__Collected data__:
* * *

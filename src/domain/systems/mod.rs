// Per-tick simulation systems. Each runs inside one phase of `HostSimulation::advance`.

pub mod authority;
pub mod fire;
pub mod hazards;
pub mod lag_compensation;
pub mod movement;
pub mod projectiles;
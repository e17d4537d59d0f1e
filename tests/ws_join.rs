mod support;

use futures_util::{SinkExt, StreamExt};
use serde_json::Value;
use std::time::Duration;
use tokio_tungstenite::{connect_async, tungstenite::Message};

type Socket =
    tokio_tungstenite::WebSocketStream<tokio_tungstenite::MaybeTlsStream<tokio::net::TcpStream>>;

async fn next_json(ws: &mut Socket) -> Value {
    loop {
        let msg = tokio::time::timeout(Duration::from_secs(5), ws.next())
            .await
            .expect("message before timeout")
            .expect("stream open")
            .expect("valid frame");
        if let Ok(text) = msg.to_text() {
            if !text.is_empty() {
                return serde_json::from_str(text).expect("server sends json");
            }
        }
    }
}

async fn next_of_type(ws: &mut Socket, ty: &str) -> Value {
    loop {
        let value = next_json(ws).await;
        if value["type"] == ty {
            return value;
        }
    }
}

#[tokio::test]
async fn when_a_client_connects_then_it_gets_an_identity_and_the_game_state() {
    let base_url = support::ensure_server();
    let (mut ws, _) = connect_async(format!("{base_url}/ws"))
        .await
        .expect("websocket handshake");

    let identity = next_json(&mut ws).await;
    assert_eq!(identity["type"], "Identity");
    assert!(identity["data"]["player_id"].is_u64());

    let state = next_json(&mut ws).await;
    assert_eq!(state["type"], "GameState");
}

#[tokio::test]
async fn when_the_server_pings_then_a_pong_keeps_the_connection_healthy() {
    let base_url = support::ensure_server();
    let (mut ws, _) = connect_async(format!("{base_url}/ws"))
        .await
        .expect("websocket handshake");

    ws.send(Message::text(
        r#"{"type":"Join","data":{"display_name":"Tester"}}"#,
    ))
    .await
    .expect("join sent");

    let ping = next_of_type(&mut ws, "Ping").await;
    let nonce = ping["data"]["nonce"].as_u64().expect("numeric nonce");
    ws.send(Message::text(format!(
        r#"{{"type":"Pong","data":{{"nonce":{nonce}}}}}"#
    )))
    .await
    .expect("pong sent");

    // The next probe arrives on schedule, so the connection survived the exchange.
    let again = next_of_type(&mut ws, "Ping").await;
    assert_ne!(again["data"]["nonce"], ping["data"]["nonce"]);
}
// Overlap queries evaluated against the world as a participant saw it.

use crate::domain::collision::{CollisionHit, CollisionMask};
use crate::domain::math::Vec2;
use crate::domain::ports::{TickClock, WorldHistory};
use crate::domain::state::AuthorityId;
use crate::domain::timer::{SimulationTick, TickRate};
use serde::Deserialize;
use std::collections::BTreeMap;
use std::time::Duration;

/// How far back a participant's queries are rewound.
#[derive(Debug, Clone, Copy, PartialEq, Eq, Deserialize)]
#[serde(tag = "mode", rename_all = "snake_case")]
pub enum CompensationPolicy {
    /// Always query the present tick.
    None,
    /// Rewind every participant by the same number of ticks.
    FixedTicks { ticks: u64 },
    /// Rewind by the participant's round trip plus the client interpolation delay.
    RoundTrip {
        interpolation_ticks: u64,
        max_rewind_ticks: u64,
    },
}

impl Default for CompensationPolicy {
    fn default() -> Self {
        CompensationPolicy::RoundTrip {
            interpolation_ticks: 2,
            max_rewind_ticks: 30,
        }
    }
}

/// Latest round-trip estimate per participant.
#[derive(Debug, Clone, Default)]
pub struct LatencyTable {
    rtt: BTreeMap<AuthorityId, Duration>,
}

impl LatencyTable {
    pub fn set(&mut self, authority: AuthorityId, rtt: Duration) {
        self.rtt.insert(authority, rtt);
    }

    pub fn get(&self, authority: AuthorityId) -> Option<Duration> {
        self.rtt.get(&authority).copied()
    }

    pub fn remove(&mut self, authority: AuthorityId) {
        self.rtt.remove(&authority);
    }
}

#[derive(Debug, Clone, Default)]
pub struct LagCompensation {
    policy: CompensationPolicy,
    latency: LatencyTable,
}

impl LagCompensation {
    pub fn new(policy: CompensationPolicy) -> Self {
        Self {
            policy,
            latency: LatencyTable::default(),
        }
    }

    pub fn policy(&self) -> CompensationPolicy {
        self.policy
    }

    pub fn latency(&self) -> &LatencyTable {
        &self.latency
    }

    pub fn latency_mut(&mut self) -> &mut LatencyTable {
        &mut self.latency
    }

    pub fn rewind_ticks(&self, authority: Option<AuthorityId>, rate: TickRate) -> u64 {
        match self.policy {
            CompensationPolicy::None => 0,
            CompensationPolicy::FixedTicks { ticks } => ticks,
            CompensationPolicy::RoundTrip {
                interpolation_ticks,
                max_rewind_ticks,
            } => {
                // Host-owned entities (no authority) have no display lag to undo.
                let Some(rtt) = authority.and_then(|a| self.latency.get(a)) else {
                    return 0;
                };
                let rtt_ticks = rate.ticks_for(rtt.as_secs_f32());
                (rtt_ticks + interpolation_ticks).min(max_rewind_ticks)
            }
        }
    }

    pub fn compensated_tick<C: TickClock + ?Sized>(
        &self,
        authority: Option<AuthorityId>,
        clock: &C,
    ) -> SimulationTick {
        let current = clock.current_tick();
        current.rewind(self.rewind_ticks(authority, clock.tick_rate()))
    }

    /// Colliders on `mask` overlapping the circle, nearest first.
    ///
    /// Authority-agnostic: callers filter self-owned hits themselves.
    pub fn query<H, C>(
        &self,
        history: &H,
        clock: &C,
        origin: Vec2,
        radius: f32,
        authority: Option<AuthorityId>,
        mask: CollisionMask,
    ) -> Vec<CollisionHit>
    where
        H: WorldHistory + ?Sized,
        C: TickClock + ?Sized,
    {
        let tick = self.compensated_tick(authority, clock);
        let mut hits: Vec<CollisionHit> = history
            .colliders_within(tick, origin, radius, mask)
            .iter()
            .map(|record| CollisionHit::from_record(origin, record))
            .collect();
        sort_hits(&mut hits);
        hits
    }
}

/// Ascending distance; equal distances fall back to entity id.
pub fn sort_hits(hits: &mut [CollisionHit]) {
    hits.sort_by(|a, b| {
        a.distance
            .total_cmp(&b.distance)
            .then_with(|| a.target.cmp(&b.target))
    });
}
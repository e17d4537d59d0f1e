// Fire control: edge-triggered fire button gated by a shot cooldown.

use crate::domain::ports::TickClock;
use crate::domain::state::{Buttons, EntityId, PlayerInput};
use crate::domain::systems::projectiles::spawn_projectile;
use crate::domain::timer;
use crate::domain::tuning::ProjectileTuning;
use crate::domain::world::World;

/// Applies one tick of input to the shooter's fire state.
///
/// Returns the spawned projectile when the fire button was pressed this tick and the
/// cooldown allowed it.
pub fn fire_control<C: TickClock + ?Sized>(
    world: &mut World,
    shooter: EntityId,
    input: &PlayerInput,
    clock: &C,
    shot_delay: f32,
    projectile: ProjectileTuning,
) -> Option<EntityId> {
    let tick = clock.current_tick();
    let e = world.get_mut(shooter)?;
    if !e.alive {
        return None;
    }
    let owner = e.authority?;
    let origin = e.position;
    let player = e.player_mut()?;

    let pressed = input.buttons.was_pressed(player.buttons_previous, Buttons::FIRE);
    player.buttons_previous = input.buttons;

    let direction = input.direction();
    if !direction.is_zero() {
        player.facing = direction.normalized();
    }

    if !pressed || !timer::is_expired_or_not_running(player.shoot_cooldown, tick) {
        return None;
    }
    player.shoot_cooldown = timer::start(shot_delay, tick, clock.tick_rate());
    let heading = player.facing;

    Some(spawn_projectile(world, owner, origin, heading, clock, projectile))
}

#[cfg(test)]
mod tests {
    use super::*;
    use crate::domain::math::Vec2;
    use crate::domain::spawner::{SpawnRegistry, Spawner};
    use crate::domain::state::AuthorityId;
    use crate::domain::test_support::FixedClock;
    use crate::domain::tuning::PlayerTuning;

    fn setup() -> (World, EntityId) {
        let mut world = World::new();
        let registry = SpawnRegistry::new(vec![Vec2::ZERO]).expect("registry");
        let mut spawner = Spawner::new(registry, PlayerTuning::default(), 0);
        let id = spawner.place_new_entity(&mut world, AuthorityId(1), "A".into());
        (world, id)
    }

    fn fire(horizontal: f32, vertical: f32) -> PlayerInput {
        PlayerInput {
            horizontal,
            vertical,
            buttons: Buttons::FIRE,
        }
    }

    #[test]
    fn when_no_direction_was_ever_given_then_bullet_heads_up() {
        let (mut world, id) = setup();
        let shot = fire_control(
            &mut world,
            id,
            &fire(0.0, 0.0),
            &FixedClock::at(1),
            0.2,
            ProjectileTuning::default(),
        )
        .expect("shot fired");

        let heading = world.get(shot).and_then(|e| e.projectile().map(|p| p.heading));
        assert_eq!(heading, Some(Vec2::UP));
    }

    #[test]
    fn when_fire_is_held_then_only_one_bullet_is_spawned() {
        let (mut world, id) = setup();
        let tuning = ProjectileTuning::default();

        let first = fire_control(&mut world, id, &fire(1.0, 0.0), &FixedClock::at(1), 0.2, tuning);
        let held = fire_control(&mut world, id, &fire(1.0, 0.0), &FixedClock::at(40), 0.2, tuning);

        assert!(first.is_some());
        assert!(held.is_none());
    }

    #[test]
    fn when_pressed_again_inside_the_cooldown_then_the_shot_is_refused() {
        let (mut world, id) = setup();
        let tuning = ProjectileTuning::default();
        let release = PlayerInput::default();

        // 0.2s at 60Hz is a 12 tick cooldown starting at tick 10.
        assert!(fire_control(&mut world, id, &fire(0.0, 1.0), &FixedClock::at(10), 0.2, tuning).is_some());
        fire_control(&mut world, id, &release, &FixedClock::at(11), 0.2, tuning);
        assert!(fire_control(&mut world, id, &fire(0.0, 1.0), &FixedClock::at(21), 0.2, tuning).is_none());
        fire_control(&mut world, id, &release, &FixedClock::at(22), 0.2, tuning);
        assert!(fire_control(&mut world, id, &fire(0.0, 1.0), &FixedClock::at(23), 0.2, tuning).is_some());
    }

    #[test]
    fn when_last_direction_was_left_then_bullet_keeps_heading_left_after_input_stops() {
        let (mut world, id) = setup();
        let tuning = ProjectileTuning::default();
        let steer_left = PlayerInput {
            horizontal: -1.0,
            ..PlayerInput::default()
        };

        fire_control(&mut world, id, &steer_left, &FixedClock::at(1), 0.2, tuning);
        let shot = fire_control(&mut world, id, &fire(0.0, 0.0), &FixedClock::at(2), 0.2, tuning)
            .expect("shot fired");

        let heading = world.get(shot).and_then(|e| e.projectile().map(|p| p.heading));
        assert_eq!(heading, Some(Vec2::new(-1.0, 0.0)));
    }

    #[test]
    fn when_shooter_is_dead_then_nothing_is_fired() {
        let (mut world, id) = setup();
        world.get_mut(id).expect("ship").alive = false;
        let shot = fire_control(
            &mut world,
            id,
            &fire(0.0, 1.0),
            &FixedClock::at(1),
            0.2,
            ProjectileTuning::default(),
        );
        assert!(shot.is_none());
    }
}
// Use-case level inputs/outputs for the game loop.

use crate::domain::scoreboard::RankEntry;
use crate::domain::state::{AuthorityId, EntityId, EntitySnapshot, PlayerInput};
use crate::domain::systems::authority::LifecycleEvent;
use crate::domain::timer::SimulationTick;
use std::time::Duration;

#[derive(Debug, Clone)]
pub enum GameEvent {
    Join {
        player_id: AuthorityId,
        display_name: String,
    },
    Leave {
        player_id: AuthorityId,
    },
    Input {
        player_id: AuthorityId,
        input: PlayerInput,
    },
    // Round-trip estimate measured by the transport.
    Latency {
        player_id: AuthorityId,
        rtt: Duration,
    },
}

#[derive(Debug, Clone, PartialEq, Eq)]
pub enum ServerState {
    Lobby,
    MatchStarting { in_seconds: u32 },
    MatchRunning,
}

#[derive(Debug, Clone, Default, PartialEq)]
pub struct WorldUpdate {
    pub tick: u64,
    pub entities: Vec<EntitySnapshot>,
    pub scoreboard: Vec<RankEntry>,
}

/// What one `advance` did, for logging and tests.
#[derive(Debug, Clone, Default, PartialEq)]
pub struct TickReport {
    pub tick: SimulationTick,
    pub lifecycle: Vec<LifecycleEvent>,
    pub fired: Vec<EntityId>,
    pub expired: Vec<EntityId>,
    pub hazards_spawned: Vec<EntityId>,
    pub hazards_removed: Vec<EntityId>,
    // Mirror only: deaths seen in adopted snapshots.
    pub deaths_observed: Vec<EntityId>,
    pub violations: usize,
}

impl TickReport {
    pub fn new(tick: SimulationTick) -> Self {
        Self {
            tick,
            ..Self::default()
        }
    }

    pub fn is_quiet(&self) -> bool {
        self.lifecycle.is_empty()
            && self.fired.is_empty()
            && self.expired.is_empty()
            && self.hazards_spawned.is_empty()
            && self.hazards_removed.is_empty()
            && self.deaths_observed.is_empty()
            && self.violations == 0
    }
}
// Domain-level errors for configuration and simulation invariants.

use crate::domain::state::EntityId;
use crate::domain::timer::SimulationTick;
use thiserror::Error;

/// Fatal at startup; the host never starts ticking with one of these.
#[derive(Debug, Error)]
pub enum ConfigError {
    #[error("spawn point registry is empty; cannot choose a spawn location")]
    EmptySpawnRegistry,
    #[error("tick rate must be non-zero")]
    ZeroTickRate,
    #[error("tick rate {value} exceeds the supported maximum of {max}")]
    TickRateTooHigh { value: u32, max: u32 },
    #[error("failed to read arena config {path}: {source}")]
    Read {
        path: String,
        #[source]
        source: std::io::Error,
    },
    #[error("invalid arena config: {0}")]
    Parse(#[from] toml::de::Error),
}

/// Should never occur while the lifecycle invariants hold. Logged, never user-visible.
#[derive(Debug, Clone, PartialEq, Eq, Error)]
pub enum LogicViolation {
    #[error("{entity} is already dead at tick {tick}; refusing a second death")]
    AlreadyDead { entity: EntityId, tick: SimulationTick },
    #[error("{entity} respawn fired at tick {tick} without a running deadline")]
    RespawnWithoutDeadline { entity: EntityId, tick: SimulationTick },
}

* * *

Copy nothing except the lines from the one holding "use crate::domain::state::EntityId;" through the last line of the data above, and return them exactly.

use crate::domain::state::EntityId;
use crate::domain::timer::SimulationTick;
use thiserror::Error;

/// Fatal at startup; the host never starts ticking with one of these.
#[derive(Debug, Error)]
pub enum ConfigError {
    #[error("spawn point registry is empty; cannot choose a spawn location")]
    EmptySpawnRegistry,
    #[error("tick rate must be non-zero")]
    ZeroTickRate,
    #[error("tick rate {value} exceeds the supported maximum of {max}")]
    TickRateTooHigh { value: u32, max: u32 },
    #[error("failed to read arena config {path}: {source}")]
    Read {
        path: String,
        #[source]
        source: std::io::Error,
    },
    #[error("invalid arena config: {0}")]
    Parse(#[from] toml::de::Error),
}

/// Should never occur while the lifecycle invariants hold. Logged, never user-visible.
#[derive(Debug, Clone, PartialEq, Eq, Error)]
pub enum LogicViolation {
    #[error("{entity} is already dead at tick {tick}; refusing a second death")]
    AlreadyDead { entity: EntityId, tick: SimulationTick },
    #[error("{entity} respawn fired at tick {tick} without a running deadline")]
    RespawnWithoutDeadline { entity: EntityId, tick: SimulationTick },
}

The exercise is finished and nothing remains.